Il secondo argomento verte sull’intersoggettività, ovvero sulla “conoscenza delle altre menti (o spiriti)”. Berkeley sostiene che la percezione degli alter ego non sia immediata come la percezione delle idee. Le idee sono nella mente di ciascun percipiente, dopotutto. Al contrario. La comprensione degli “altri” avviene tramite l’intervento delle idee, manifestate, sotto forma di segni concomitanti, dagli alter ego stessi. In poche parole: la comprensione dell’esistenza degli altri individui è resa possibile dalla individuazione delle loro attività e dalle idee che le stesse suscitano in noi: lo stesso percepire dei diversi movimenti, ad esempio, aiuta a comprendere le attività di quei corpi estranei; questi segni suscitano la consapevolezza dell’esistenza altrui. Quindi, ancora una volta, è la percezione sensibile a filtrare l’idealismo berkelyano.

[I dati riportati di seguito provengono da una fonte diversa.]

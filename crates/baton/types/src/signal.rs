//! Signals: addressed event payloads delivered to running instances.

use serde::{Deserialize, Serialize};
use serde_json::Value;

/// An addressed event payload.
///
/// Immutable value object: build one with [`Signal::new`], optionally attach a
/// reference id, and hand it to the dispatch path. The channel is the address
/// matched against waiting node instances and event filters.
#[derive(Debug, Clone, PartialEq, Serialize, Deserialize)]
pub struct Signal {
    pub channel: String,
    pub payload: Value,
    pub reference_id: Option<String>,
}

impl Signal {
    pub fn new(channel: impl Into<String>, payload: Value) -> Self {
        Self {
            channel: channel.into(),
            payload,
            reference_id: None,
        }
    }

    /// A signal with no payload.
    pub fn bare(channel: impl Into<String>) -> Self {
        Self::new(channel, Value::Null)
    }

    pub fn with_reference_id(mut self, reference_id: impl Into<String>) -> Self {
        self.reference_id = Some(reference_id.into());
        self
    }
}

#[cfg(test)]
mod tests {
    use super::*;
    use serde_json::json;

    #[test]
    fn test_signal_construction() {
        let signal = Signal::new("order-placed", json!({"order": 42}))
            .with_reference_id("ref-1");
        assert_eq!(signal.channel, "order-placed");
        assert_eq!(signal.payload["order"], 42);
        assert_eq!(signal.reference_id.as_deref(), Some("ref-1"));
    }

    #[test]
    fn test_bare_signal_has_null_payload() {
        let signal = Signal::bare("timer");
        assert_eq!(signal.payload, Value::Null);
        assert!(signal.reference_id.is_none());
    }
}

Infine qualcosa anche sull’anima dell’uomo. Berkeley afferma che l’ignoranza, circa la mancata consapevolezza dell’esistenza degli spiriti, dipenda dal fatto che, in seno alla loro natura, nessun uomo disponga di un’idea precisa. Ma si tratta di una idiosincrasia concettuale. Il fatto che nessuno possieda la percezione dell’idea dello spirito – di modo da rendere la stessa reale (esse est percipi) – non si deve tradurre in un difetto dell’intelletto umano: non esiste, infatti, nessun’altra idea che possa “fare da segno” a quella dello spirito. Dunque lo spirito non è un’idea – come abbiamo già potuto constatare –. Mentre i corpi, in quanto oggetti sensibili, sottostanno al “corso della Natura”, l’anima umana, secondo Berkeley, è «indivisibile, incorporea, inestesa, e che di conseguenza è incorruttibile.» Quindi anche le anime degli uomini non possono essere intese (recepite) nella stessa maniera degli oggetti sensibili (secondo i legami associativi delle idee):

Spiriti e idee sono cose così totalmente differenti che, quando diciamo esistono o sono conosciuti, o simili, queste parole non devono essere pensate significare niente di comune a entrambi i generi. Non c’è niente di simile e comune fra loro; e aspettarsi, attraverso una moltiplicazione o un allargamento delle nostre facoltà, di poter essere capaci di conoscere uno spirito come facciamo per un triangolo, sembra assurdo come sperare di vedere un suono.